@nikuedu i come from a low income household (my mother is my soul provider and earns less than 20k a yr) and im attending one of the lowest ranked public schools for my state. Not many students from my school are accepted into an ivy league, in ten years i think fewer than ten students have been accepted to a school of a similar caliber. Students (including myself) wouldn’t even study for the SAT until junior year but most senior year. SAT and AP exams are just not discussed enough and so the students do not know how important those scores are. in fact i would say maybe less than one percent of the entire school is even aware of SAT Subject tests.
Adversity has always been a part of my life. My older brothers are high school dropouts, ex gang members and one is currently locked up. i never had a typical childhood because drugs and violence were present (due to my brothers). And through all that maintained a 4.0.
However, i always took advantage of any opportunity that was available to me. Since school was the only controllable factor in my life i would focus my time on my education. i learned very quickly that education could enable me to be successful so that i could have stability and set an example for my younger nieces and nephews.
But as far as getting in, i believe those have been some of the factors that played a huge role in my acceptance (i mentioned it in my essay). Apart from that, i had letters of rec of Princeton alumni and have attended two Princeton summer programs. im also female and Mexican American. i wouldn’t consider myself too religious but i did ask for friends to pray for me as well.
Even though i had such low scores and some people advised me to not apply SCEA i decided to believe in myself. For a long time those scores haunted me. i would always blame myself for not doing better, for not being able to attend another school where education is of a greater value. Now i understand that some things were outside of my control and that i didn’t have as many resources as other people (didn’t have my own laptop until sophomore year but even then the internet would be cut off because my mother would fall behind on payments).
i had to make the most of what little i had and that is why i always encourage everyone to dream big. As hackneyed as the phrase is, if i could do it, then you could do it!
side note: if PU didn’t accept me the fight wasn’t going to be over, i would have worked extra harder on my other apps (that i hadn’t even started yet) and try to get in contact with other ivy alumni for letters of rec/help (i know a few from networking, something i consider one of my strengths).

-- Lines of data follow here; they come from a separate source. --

//! Temporal evaluation `z = y(t)` of a tube.
//!
//! # Semantics
//!
//! - Scope `[t, z, y]`: `t` and `z` are intervals, `y` is a tube.
//! - `z ∩= y([t])`, the hull of the slices of `y` meeting `t`.
//! - When `t` is a single instant that falls on a gate of `y`, that gate
//!   is narrowed by `z`. Instants between gates leave `y` untouched; the
//!   tube is never resliced during propagation.
//! - If any of the three domains is empty, all three become empty.
//!
//! `t` itself is not contracted.

use tubenet_contractor::{Contractor, Flavor, ScopeView, Signature};
use tubenet_core::{ContractError, DomainKind, TimePropag};

/// Temporal evaluation contractor.
#[derive(Clone, Copy, Debug, Default)]
pub struct CtcEval;

impl Contractor for CtcEval {
    fn name(&self) -> &str {
        "CtcEval"
    }

    fn flavor(&self) -> Flavor {
        Flavor::Dynamic(TimePropag::Both)
    }

    fn signature(&self) -> Signature {
        Signature::Exact(vec![
            DomainKind::Interval,
            DomainKind::Interval,
            DomainKind::Tube,
        ])
    }

    fn contract(&self, scope: &mut ScopeView<'_>) -> Result<(), ContractError> {
        if scope.any_empty() {
            scope.set_empty_all();
            return Ok(());
        }
        let t = scope.interval(0)?;
        let y = scope.tube(2)?;
        let mut z = scope.interval(1)?;
        z.narrow(&y.eval_over(&t));
        let gate = if t.is_degenerate() {
            y.gate_index(t.lb())
        } else {
            None
        };

        if z.is_empty() {
            scope.set_empty_all();
            return Ok(());
        }
        scope.narrow_interval(1, &z)?;
        if let Some(g) = gate {
            scope.narrow_gate(2, g, &z)?;
        }
        if scope.any_empty() {
            scope.set_empty_all();
        }
        Ok(())
    }
}

#[cfg(test)]
mod tests {
    use super::*;
    use tubenet_core::{DomainId, Enclosure};
    use tubenet_domain::{Domain, Interval, Tube};

    fn domains(t: Interval, z: Interval) -> Vec<Domain> {
        let tube = Tube::from_slices(
            vec![0.0, 1.0, 2.0, 3.0],
            vec![
                Interval::new(0.0, 1.0),
                Interval::new(1.0, 4.0),
                Interval::new(2.0, 3.0),
            ],
        )
        .unwrap();
        vec![Domain::from(t), Domain::from(z), Domain::from(tube)]
    }

    fn run(domains: &mut [Domain]) {
        let scope = [DomainId(0), DomainId(1), DomainId(2)];
        CtcEval
            .contract(&mut ScopeView::new(domains, &scope))
            .unwrap();
    }

    #[test]
    fn evaluation_over_time_interval() {
        let mut d = domains(Interval::new(0.5, 1.5), Interval::ALL_REALS);
        run(&mut d);
        assert_eq!(d[1].as_interval(), Some(&Interval::new(0.0, 4.0)));
    }

    #[test]
    fn evaluation_at_gate_narrows_tube() {
        let mut d = domains(Interval::point(2.0), Interval::new(2.5, 10.0));
        run(&mut d);
        assert_eq!(d[1].as_interval(), Some(&Interval::new(2.5, 3.0)));
        let y = d[2].as_tube().unwrap();
        assert_eq!(y.gate(2), Interval::new(2.5, 3.0));
        assert_eq!(y.nb_slices(), 3);
    }

    #[test]
    fn evaluation_between_gates_keeps_slicing() {
        let mut d = domains(Interval::point(2.5), Interval::new(2.5, 10.0));
        run(&mut d);
        assert_eq!(d[1].as_interval(), Some(&Interval::new(2.5, 3.0)));
        assert_eq!(d[2].as_tube().unwrap().envelope(2), Interval::new(2.0, 3.0));
    }

    #[test]
    fn inconsistent_measurement_empties_scope() {
        let mut d = domains(Interval::point(2.5), Interval::new(8.0, 9.0));
        run(&mut d);
        assert!(d.iter().all(|x| x.is_empty()));
    }

    #[test]
    fn is_dynamic_in_both_directions() {
        assert_eq!(CtcEval.flavor(), Flavor::Dynamic(TimePropag::Both));
    }
}
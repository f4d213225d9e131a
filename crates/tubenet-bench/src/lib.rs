//! Benchmark profiles for the tubenet propagation engine.
//!
//! - [`addition_chain`]: `n` random intervals linked by `x[i] + x[i+1] = x[i+2]`
//! - [`deriv_profile`]: a position tube tied to a bounded velocity tube
//! - [`observation_times`]: deterministic measurement instants for
//!   [`deriv_profile`]

#![forbid(unsafe_code)]
#![deny(rustdoc::broken_intra_doc_links)]

use rand::Rng;
use tubenet_contractors::{CtcAdd, CtcDeriv};
use tubenet_core::DomainId;
use tubenet_domain::{Interval, Tube};
use tubenet_network::{ContractorNetwork, NetworkError};
use tubenet_test_utils::{random_intervals, seeded_rng};

/// Build an addition chain over `n` seeded random intervals.
///
/// Returns the network with every contractor queued, and the domain IDs in
/// chain order.
pub fn addition_chain(
    seed: u64,
    n: usize,
) -> Result<(ContractorNetwork, Vec<DomainId>), NetworkError> {
    let mut cn = ContractorNetwork::new();
    let xs: Vec<DomainId> = random_intervals(seed, n, 100.0)
        .into_iter()
        .map(|x| cn.create_interval(x))
        .collect();
    for w in xs.windows(3) {
        cn.add(CtcAdd, w)?;
    }
    Ok((cn, xs))
}

/// Position tube `x` over `[0, t_end]` with `slices` slices, linked to a
/// velocity tube bounded by `[-1, 1]`. Returns `(network, x, v)`.
///
/// The initial round has already run, so the agenda is empty.
pub fn deriv_profile(
    t_end: f64,
    slices: usize,
) -> Result<(ContractorNetwork, DomainId, DomainId), NetworkError> {
    let tdomain = Interval::new(0.0, t_end);
    let dt = t_end / slices as f64;
    let mut cn = ContractorNetwork::new();
    let x = cn.create_tube(Tube::new(tdomain, dt, Interval::new(-1e3, 1e3))?);
    let v = cn.create_tube(Tube::new(tdomain, dt, Interval::new(-1.0, 1.0))?);
    cn.add(CtcDeriv::default(), &[x, v])?;
    cn.contract()?;
    Ok((cn, x, v))
}

/// `n` seeded instants in `[0, t_end)`, in increasing order.
pub fn observation_times(seed: u64, n: usize, t_end: f64) -> Vec<f64> {
    let mut rng = seeded_rng(seed);
    let mut ts: Vec<f64> = (0..n).map(|_| rng.gen_range(0.0..t_end)).collect();
    ts.sort_by(f64::total_cmp);
    ts
}
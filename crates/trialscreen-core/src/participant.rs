//! Prospective trial participants.

use serde::{Deserialize, Serialize};

/// A prospective participant, fixed for the duration of a batch.
///
/// `conditions` holds known traits as free text, including explicit
/// absences such as "No known history of cancer".
#[derive(Debug, Clone, PartialEq, Eq, Serialize, Deserialize)]
pub struct Participant {
    pub age: u32,
    pub gender: String,
    #[serde(default)]
    pub conditions: Vec<String>,
}

impl Participant {
    pub fn new(age: u32, gender: impl Into<String>, conditions: Vec<String>) -> Self {
        Self {
            age,
            gender: gender.into(),
            conditions,
        }
    }

    /// Parse a participant from JSON such as
    /// `{"age": 49, "gender": "Male", "conditions": ["No known history of cancer"]}`.
    pub fn from_json(json: &str) -> Result<Self, serde_json::Error> {
        serde_json::from_str(json)
    }
}
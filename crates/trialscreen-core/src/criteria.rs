//! Per-trial eligibility records as exported by the ETL stage.
//!
//! One row per NCT ID. Criteria columns hold multi-line text; each line is
//! one criterion. Conversion from Arrow batches tolerates `Utf8` and
//! `LargeUtf8` columns and treats nulls as empty strings.

use arrow::array::{Array, LargeStringArray, StringArray};
use arrow::datatypes::{DataType, Schema};
use arrow::record_batch::RecordBatch;
use thiserror::Error;

/// Columns every criteria table must carry, in export order.
pub const REQUIRED_COLUMNS: &[&str] = &[
    "nct_id",
    "url",
    "minimum_age",
    "maximum_age",
    "gender",
    "inclusion_criteria",
    "exclusion_criteria",
];

/// Default field delimiter for exported criteria tables.
///
/// Criteria text is full of commas, so the table uses a backtick instead.
pub const DEFAULT_DELIMITER: char = '`';

#[derive(Debug, Error, PartialEq, Eq)]
pub enum DataFormatError {
    #[error("criteria table is missing required column(s): {}", .0.join(", "))]
    MissingColumns(Vec<String>),

    #[error("row {row}: empty nct_id")]
    EmptyNctId { row: usize },

    #[error("column '{column}' has unsupported type {data_type}")]
    UnsupportedColumnType { column: String, data_type: String },

    #[error("unreadable criteria table: {0}")]
    Unreadable(String),
}

/// Eligibility metadata for a single trial.
#[derive(Debug, Clone, PartialEq, Eq)]
pub struct CriteriaRecord {
    pub nct_id: String,
    pub url: String,
    /// Free-form, e.g. "18 Years". May be empty.
    pub minimum_age: String,
    /// Free-form, e.g. "N/A". May be empty.
    pub maximum_age: String,
    /// Usually ALL, MALE or FEMALE.
    pub gender: String,
    pub inclusion_criteria: Vec<String>,
    pub exclusion_criteria: Vec<String>,
}

/// Split a criteria column into one entry per line.
///
/// Order is preserved and nothing is dropped: an empty column gives `[""]`.
/// A trailing carriage return on each line is removed.
pub fn split_criteria(text: &str) -> Vec<String> {
    text.split('\n')
        .map(|line| line.strip_suffix('\r').unwrap_or(line).to_string())
        .collect()
}

/// Build records from Arrow batches holding a criteria table.
///
/// `schema` is the result schema of the query; it is checked even when
/// `batches` is empty so a header-only file still reports missing columns.
/// Column names match case-insensitively.
pub fn records_from_batches(
    schema: &Schema,
    batches: &[RecordBatch],
) -> Result<Vec<CriteriaRecord>, DataFormatError> {
    let indices = resolve_columns(schema)?;
    for &idx in &indices {
        let field = schema.field(idx);
        match field.data_type() {
            DataType::Utf8 | DataType::LargeUtf8 | DataType::Null => {}
            other => {
                return Err(DataFormatError::UnsupportedColumnType {
                    column: field.name().clone(),
                    data_type: other.to_string(),
                });
            }
        }
    }

    let mut records = Vec::with_capacity(batches.iter().map(|b| b.num_rows()).sum());
    let mut row_offset = 0usize;

    for batch in batches {
        for row in 0..batch.num_rows() {
            let field = |i: usize| get_string(batch.column(indices[i]).as_ref(), row);

            let nct_id = field(0).trim().to_string();
            if nct_id.is_empty() {
                return Err(DataFormatError::EmptyNctId {
                    row: row_offset + row,
                });
            }

            records.push(CriteriaRecord {
                nct_id,
                url: field(1),
                minimum_age: field(2),
                maximum_age: field(3),
                gender: field(4),
                inclusion_criteria: split_criteria(&field(5)),
                exclusion_criteria: split_criteria(&field(6)),
            });
        }
        row_offset += batch.num_rows();
    }

    Ok(records)
}

/// Map each required column to its index in `schema`.
fn resolve_columns(schema: &Schema) -> Result<Vec<usize>, DataFormatError> {
    let mut indices = Vec::with_capacity(REQUIRED_COLUMNS.len());
    let mut missing = Vec::new();

    for &name in REQUIRED_COLUMNS {
        match schema
            .fields()
            .iter()
            .position(|f| f.name().trim().eq_ignore_ascii_case(name))
        {
            Some(idx) => indices.push(idx),
            None => missing.push(name.to_string()),
        }
    }

    if missing.is_empty() {
        Ok(indices)
    } else {
        Err(DataFormatError::MissingColumns(missing))
    }
}

/// Read a cell as a string; nulls and unexpected types become `""`.
fn get_string(col: &dyn Array, row: usize) -> String {
    if col.is_null(row) {
        return String::new();
    }
    if let Some(arr) = col.as_any().downcast_ref::<StringArray>() {
        return arr.value(row).to_string();
    }
    if let Some(arr) = col.as_any().downcast_ref::<LargeStringArray>() {
        return arr.value(row).to_string();
    }
    String::new()
}

#[cfg(test)]
mod tests {
    use super::*;
    use crate::schema::criteria_table_schema;
    use arrow::array::ArrayRef;
    use arrow::datatypes::Field;
    use std::sync::Arc;

    fn batch(rows: &[[Option<&str>; 7]]) -> RecordBatch {
        let schema = Arc::new(criteria_table_schema());
        let columns: Vec<ArrayRef> = (0..7)
            .map(|c| {
                let values: Vec<Option<&str>> = rows.iter().map(|r| r[c]).collect();
                Arc::new(StringArray::from(values)) as ArrayRef
            })
            .collect();
        RecordBatch::try_new(schema, columns).unwrap()
    }

    #[test]
    fn split_preserves_order() {
        assert_eq!(
            split_criteria("Male age 18 and older\nNo known history of prostate cancer"),
            vec!["Male age 18 and older", "No known history of prostate cancer"]
        );
    }

    #[test]
    fn split_empty_gives_single_empty_entry() {
        assert_eq!(split_criteria(""), vec![String::new()]);
    }

    #[test]
    fn split_strips_carriage_returns() {
        assert_eq!(split_criteria("a\r\nb\r"), vec!["a", "b"]);
    }

    #[test]
    fn converts_rows_in_order() {
        let b = batch(&[
            [
                Some("NCT05608694"),
                Some("https://clinicaltrials.gov/study/NCT05608694"),
                Some("18 Years"),
                Some("N/A"),
                Some("MALE"),
                Some("Male age 18 and older\nNo known history of prostate cancer"),
                Some("Lack of a rectum\nHip arthroplasty"),
            ],
            [
                Some("NCT00000002"),
                Some("https://clinicaltrials.gov/study/NCT00000002"),
                None,
                None,
                Some("ALL"),
                Some("Healthy volunteer"),
                None,
            ],
        ]);
        let records = records_from_batches(&b.schema(), &[b.clone()]).unwrap();
        assert_eq!(records.len(), 2);
        assert_eq!(records[0].nct_id, "NCT05608694");
        assert_eq!(records[0].exclusion_criteria, vec!["Lack of a rectum", "Hip arthroplasty"]);
        assert_eq!(records[1].minimum_age, "");
        assert_eq!(records[1].maximum_age, "");
        assert_eq!(records[1].exclusion_criteria, vec![String::new()]);
    }

    #[test]
    fn conversion_is_idempotent() {
        let b = batch(&[[
            Some("NCT1"),
            Some("u"),
            Some("1 Year"),
            Some("5 Years"),
            Some("ALL"),
            Some("a\nb"),
            Some("c"),
        ]]);
        let first = records_from_batches(&b.schema(), &[b.clone()]).unwrap();
        let second = records_from_batches(&b.schema(), &[b.clone()]).unwrap();
        assert_eq!(first, second);
    }

    #[test]
    fn missing_columns_reported() {
        let schema = Schema::new(vec![
            Field::new("nct_id", DataType::Utf8, true),
            Field::new("url", DataType::Utf8, true),
            Field::new("gender", DataType::Utf8, true),
        ]);
        let err = records_from_batches(&schema, &[]).unwrap_err();
        assert_eq!(
            err,
            DataFormatError::MissingColumns(vec![
                "minimum_age".into(),
                "maximum_age".into(),
                "inclusion_criteria".into(),
                "exclusion_criteria".into(),
            ])
        );
    }

    #[test]
    fn header_match_is_case_insensitive() {
        let mut fields: Vec<Field> = criteria_table_schema()
            .fields()
            .iter()
            .map(|f| f.as_ref().clone())
            .collect();
        fields[1] = Field::new("URL", DataType::Utf8, true);
        let schema = Schema::new(fields);
        assert!(records_from_batches(&schema, &[]).unwrap().is_empty());
    }

    #[test]
    fn empty_nct_id_rejected() {
        let b = batch(&[
            [Some("NCT1"), None, None, None, None, None, None],
            [Some("  "), None, None, None, None, None, None],
        ]);
        let err = records_from_batches(&b.schema(), &[b.clone()]).unwrap_err();
        assert_eq!(err, DataFormatError::EmptyNctId { row: 1 });
    }

    #[test]
    fn non_string_column_rejected() {
        let schema = Schema::new(
            REQUIRED_COLUMNS
                .iter()
                .map(|&name| {
                    let dt = if name == "gender" {
                        DataType::Int64
                    } else {
                        DataType::Utf8
                    };
                    Field::new(name, dt, true)
                })
                .collect::<Vec<_>>(),
        );
        let err = records_from_batches(&schema, &[]).unwrap_err();
        assert!(matches!(err, DataFormatError::UnsupportedColumnType { ref column, .. } if column == "gender"));
    }
}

@jkfs123 I find your story very inspiring and I appreciate your dedication and motivation in life :’) I didn’t realize how much I took for granted until you explained about the place you lived in, your brother, the lack of internet at home, and the lack of support within the rest of your community. Great, great job with overcoming those many hardships and being accepted to one of the most prestigious universities in the world. I truly believe you will come to do amazing things in life. Good luck!
@MissAnthropy thank you. not much has changed but im hoping for the better. i cant decide anyone else’s choices but my own so the rest is honestly up to my family members.
@DreamforIvy thank you! Unfortunately there are other stories from other students that are similar to mine (if not worse). it is a humbling experience and has taught to me be compassionate. Yet it does teach you that life can be cruel and indeed very unkind.
But overall i have learned to be more open about life. Now at school i don’t mind discussing with other students my experience growing up on food stamps or any other disadvantage. My teacher for AP Calc used to be such an awful person to me, she would tell me that one day i would be smart and to let my friends have their own path (which according to her would be more successful than mine because they passed the exam). Now that i have been accepted she is much more kinder but it still sucks that she didn’t believe in me, it even put a strain on those friendships. But this time ive improved on my math skills and im certain that if i retake the AB exam i can pass with a 4 or if i take the BC exam pass with a 3. The chem exam on the other hand… i wouldn’t be surprised if i get a 1 or 2 :))
Sorry for posting the direct link to realtalk princeton. Mea culpa, I get it. For those interested, it can be found on tumblr if you search for “realtalk-princeton”, although it’s really more for accepted/attending students imo and not applicants. Good luck to all of you hoping to be future Tigers (or the parents of them)!